Segment Start: Raw data

//! Input resolution: normalise a user-supplied path or URL to a local file.
//!
//! ## Why download to a temp file?
//!
//! The PDF backend requires a file-system path — it cannot stream from a
//! byte buffer. Downloading into a `TempDir` gives us a path it can open
//! while ensuring cleanup happens automatically when [`ResolvedInput`] is
//! dropped, even on panic. The `%PDF` magic bytes are validated before
//! returning so callers get a meaningful error rather than a backend parse
//! failure.

use crate::error::LecternError;
use std::path::{Path, PathBuf};
use tempfile::TempDir;
use tracing::{debug, info};

/// The resolved input — either a local path or a downloaded temp file.
#[derive(Debug)]
pub enum ResolvedInput {
    /// Input was already a local file.
    Local(PathBuf),
    /// Input was a URL; document downloaded to a temp directory.
    /// The `TempDir` is kept alive to prevent cleanup until processing
    /// completes.
    Downloaded {
        path: PathBuf,
        original_name: String,
        _temp_dir: TempDir,
    },
}

impl ResolvedInput {
    /// Path to the document regardless of how it was resolved.
    pub fn path(&self) -> &Path {
        match self {
            ResolvedInput::Local(p) => p,
            ResolvedInput::Downloaded { path, .. } => path,
        }
    }

    /// The filename the caller would recognize: the URL's last segment for
    /// downloads, `None` for local files (use the path).
    pub fn original_name(&self) -> Option<String> {
        match self {
            ResolvedInput::Local(_) => None,
            ResolvedInput::Downloaded { original_name, .. } => Some(original_name.clone()),
        }
    }
}

/// Check if the input string looks like a URL.
pub fn is_url(input: &str) -> bool {
    input.starts_with("http://") || input.starts_with("https://")
}

/// Resolve the input string to a local document path.
///
/// If the input is a URL, download it to a temporary directory.
/// If the input is a local file, validate it exists and is readable.
pub async fn resolve_input(input: &str, timeout_secs: u64) -> Result<ResolvedInput, LecternError> {
    if is_url(input) {
        download_url(input, timeout_secs).await
    } else {
        resolve_local(input)
    }
}

/// Resolve a local file path, validating existence and PDF magic bytes.
fn resolve_local(path_str: &str) -> Result<ResolvedInput, LecternError> {
    let path = PathBuf::from(path_str);

    if !path.exists() {
        return Err(LecternError::FileNotFound { path });
    }

    match std::fs::File::open(&path) {
        Ok(mut f) => {
            use std::io::Read;
            let mut magic = [0u8; 4];
            if f.read_exact(&mut magic).is_ok() && &magic != b"%PDF" {
                return Err(LecternError::NotAPdf { path, magic });
            }
        }
        Err(e) if e.kind() == std::io::ErrorKind::PermissionDenied => {
            return Err(LecternError::PermissionDenied { path });
        }
        Err(_) => {
            return Err(LecternError::FileNotFound { path });
        }
    }

    debug!("Resolved local document: {}", path.display());
    Ok(ResolvedInput::Local(path))
}

/// Download a URL to a temporary directory and return the path.
async fn download_url(url: &str, timeout_secs: u64) -> Result<ResolvedInput, LecternError> {
    info!("Downloading document from: {}", url);

    let client = reqwest::Client::builder()
        .timeout(std::time::Duration::from_secs(timeout_secs))
        .build()
        .map_err(|e| LecternError::DownloadFailed {
            url: url.to_string(),
            reason: e.to_string(),
        })?;

    let response = client.get(url).send().await.map_err(|e| {
        if e.is_timeout() {
            LecternError::DownloadTimeout {
                url: url.to_string(),
                secs: timeout_secs,
            }
        } else {
            LecternError::DownloadFailed {
                url: url.to_string(),
                reason: e.to_string(),
            }
        }
    })?;

    if !response.status().is_success() {
        return Err(LecternError::DownloadFailed {
            url: url.to_string(),
            reason: format!("HTTP {}", response.status()),
        });
    }

    let filename = extract_filename(url);

    let temp_dir = TempDir::new().map_err(|e| LecternError::Internal(e.to_string()))?;
    let file_path = temp_dir.path().join(&filename);

    let bytes = response
        .bytes()
        .await
        .map_err(|e| LecternError::DownloadFailed {
            url: url.to_string(),
            reason: e.to_string(),
        })?;

    tokio::fs::write(&file_path, &bytes)
        .await
        .map_err(|e| LecternError::Internal(format!("Failed to write temp file: {e}")))?;

    if bytes.len() >= 4 && &bytes[..4] != b"%PDF" {
        let mut magic = [0u8; 4];
        magic.copy_from_slice(&bytes[..4]);
        return Err(LecternError::NotAPdf {
            path: file_path,
            magic,
        });
    }

    info!("Downloaded to: {}", file_path.display());

    Ok(ResolvedInput::Downloaded {
        path: file_path,
        original_name: filename,
        _temp_dir: temp_dir,
    })
}

/// Extract a reasonable filename from the URL path.
fn extract_filename(url: &str) -> String {
    if let Ok(parsed) = reqwest::Url::parse(url) {
        if let Some(mut segments) = parsed.path_segments() {
            if let Some(last) = segments.next_back() {
                if !last.is_empty() && last.contains('.') {
                    return last.to_string();
                }
            }
        }
    }
    "downloaded.pdf".to_string()
}

#[cfg(test)]
mod tests {
    use super::*;

    #[test]
    fn url_detection() {
        assert!(is_url("https://example.com/deck.pdf"));
        assert!(is_url("http://example.com/deck.pdf"));
        assert!(!is_url("/tmp/deck.pdf"));
        assert!(!is_url("deck.pdf"));
        assert!(!is_url(""));
    }

    #[test]
    fn filename_from_url_path() {
        assert_eq!(
            extract_filename("https://example.com/course/week3.pdf"),
            "week3.pdf"
        );
        assert_eq!(extract_filename("https://example.com/"), "downloaded.pdf");
    }

    #[tokio::test]
    async fn missing_local_file_is_fatal() {
        let err = resolve_input("/definitely/not/here.pdf", 5).await.unwrap_err();
        assert!(matches!(err, LecternError::FileNotFound { .. }));
    }

    #[tokio::test]
    async fn non_pdf_local_file_is_rejected() {
        let dir = tempfile::tempdir().unwrap();
        let path = dir.path().join("notes.pdf");
        std::fs::write(&path, b"plain text, not a pdf").unwrap();
        let err = resolve_input(path.to_str().unwrap(), 5).await.unwrap_err();
        assert!(matches!(err, LecternError::NotAPdf { .. }));
    }
}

Segment End: Raw data

Exercise description: Give the material above again in its entirety, exactly as it appears.

Solution:
//! Input resolution: normalise a user-supplied path or URL to a local file.
//!
//! ## Why download to a temp file?
//!
//! The PDF backend requires a file-system path — it cannot stream from a
//! byte buffer. Downloading into a `TempDir` gives us a path it can open
//! while ensuring cleanup happens automatically when [`ResolvedInput`] is
//! dropped, even on panic. The `%PDF` magic bytes are validated before
//! returning so callers get a meaningful error rather than a backend parse
//! failure.

use crate::error::LecternError;
use std::path::{Path, PathBuf};
use tempfile::TempDir;
use tracing::{debug, info};

/// The resolved input — either a local path or a downloaded temp file.
#[derive(Debug)]
pub enum ResolvedInput {
    /// Input was already a local file.
    Local(PathBuf),
    /// Input was a URL; document downloaded to a temp directory.
    /// The `TempDir` is kept alive to prevent cleanup until processing
    /// completes.
    Downloaded {
        path: PathBuf,
        original_name: String,
        _temp_dir: TempDir,
    },
}

impl ResolvedInput {
    /// Path to the document regardless of how it was resolved.
    pub fn path(&self) -> &Path {
        match self {
            ResolvedInput::Local(p) => p,
            ResolvedInput::Downloaded { path, .. } => path,
        }
    }

    /// The filename the caller would recognize: the URL's last segment for
    /// downloads, `None` for local files (use the path).
    pub fn original_name(&self) -> Option<String> {
        match self {
            ResolvedInput::Local(_) => None,
            ResolvedInput::Downloaded { original_name, .. } => Some(original_name.clone()),
        }
    }
}

/// Check if the input string looks like a URL.
pub fn is_url(input: &str) -> bool {
    input.starts_with("http://") || input.starts_with("https://")
}

/// Resolve the input string to a local document path.
///
/// If the input is a URL, download it to a temporary directory.
/// If the input is a local file, validate it exists and is readable.
pub async fn resolve_input(input: &str, timeout_secs: u64) -> Result<ResolvedInput, LecternError> {
    if is_url(input) {
        download_url(input, timeout_secs).await
    } else {
        resolve_local(input)
    }
}

/// Resolve a local file path, validating existence and PDF magic bytes.
fn resolve_local(path_str: &str) -> Result<ResolvedInput, LecternError> {
    let path = PathBuf::from(path_str);

    if !path.exists() {
        return Err(LecternError::FileNotFound { path });
    }

    match std::fs::File::open(&path) {
        Ok(mut f) => {
            use std::io::Read;
            let mut magic = [0u8; 4];
            if f.read_exact(&mut magic).is_ok() && &magic != b"%PDF" {
                return Err(LecternError::NotAPdf { path, magic });
            }
        }
        Err(e) if e.kind() == std::io::ErrorKind::PermissionDenied => {
            return Err(LecternError::PermissionDenied { path });
        }
        Err(_) => {
            return Err(LecternError::FileNotFound { path });
        }
    }

    debug!("Resolved local document: {}", path.display());
    Ok(ResolvedInput::Local(path))
}

/// Download a URL to a temporary directory and return the path.
async fn download_url(url: &str, timeout_secs: u64) -> Result<ResolvedInput, LecternError> {
    info!("Downloading document from: {}", url);

    let client = reqwest::Client::builder()
        .timeout(std::time::Duration::from_secs(timeout_secs))
        .build()
        .map_err(|e| LecternError::DownloadFailed {
            url: url.to_string(),
            reason: e.to_string(),
        })?;

    let response = client.get(url).send().await.map_err(|e| {
        if e.is_timeout() {
            LecternError::DownloadTimeout {
                url: url.to_string(),
                secs: timeout_secs,
            }
        } else {
            LecternError::DownloadFailed {
                url: url.to_string(),
                reason: e.to_string(),
            }
        }
    })?;

    if !response.status().is_success() {
        return Err(LecternError::DownloadFailed {
            url: url.to_string(),
            reason: format!("HTTP {}", response.status()),
        });
    }

    let filename = extract_filename(url);

    let temp_dir = TempDir::new().map_err(|e| LecternError::Internal(e.to_string()))?;
    let file_path = temp_dir.path().join(&filename);

    let bytes = response
        .bytes()
        .await
        .map_err(|e| LecternError::DownloadFailed {
            url: url.to_string(),
            reason: e.to_string(),
        })?;

    tokio::fs::write(&file_path, &bytes)
        .await
        .map_err(|e| LecternError::Internal(format!("Failed to write temp file: {e}")))?;

    if bytes.len() >= 4 && &bytes[..4] != b"%PDF" {
        let mut magic = [0u8; 4];
        magic.copy_from_slice(&bytes[..4]);
        return Err(LecternError::NotAPdf {
            path: file_path,
            magic,
        });
    }

    info!("Downloaded to: {}", file_path.display());

    Ok(ResolvedInput::Downloaded {
        path: file_path,
        original_name: filename,
        _temp_dir: temp_dir,
    })
}

/// Extract a reasonable filename from the URL path.
fn extract_filename(url: &str) -> String {
    if let Ok(parsed) = reqwest::Url::parse(url) {
        if let Some(mut segments) = parsed.path_segments() {
            if let Some(last) = segments.next_back() {
                if !last.is_empty() && last.contains('.') {
                    return last.to_string();
                }
            }
        }
    }
    "downloaded.pdf".to_string()
}

#[cfg(test)]
mod tests {
    use super::*;

    #[test]
    fn url_detection() {
        assert!(is_url("https://example.com/deck.pdf"));
        assert!(is_url("http://example.com/deck.pdf"));
        assert!(!is_url("/tmp/deck.pdf"));
        assert!(!is_url("deck.pdf"));
        assert!(!is_url(""));
    }

    #[test]
    fn filename_from_url_path() {
        assert_eq!(
            extract_filename("https://example.com/course/week3.pdf"),
            "week3.pdf"
        );
        assert_eq!(extract_filename("https://example.com/"), "downloaded.pdf");
    }

    #[tokio::test]
    async fn missing_local_file_is_fatal() {
        let err = resolve_input("/definitely/not/here.pdf", 5).await.unwrap_err();
        assert!(matches!(err, LecternError::FileNotFound { .. }));
    }

    #[tokio::test]
    async fn non_pdf_local_file_is_rejected() {
        let dir = tempfile::tempdir().unwrap();
        let path = dir.path().join("notes.pdf");
        std::fs::write(&path, b"plain text, not a pdf").unwrap();
        let err = resolve_input(path.to_str().unwrap(), 5).await.unwrap_err();
        assert!(matches!(err, LecternError::NotAPdf { .. }));
    }
}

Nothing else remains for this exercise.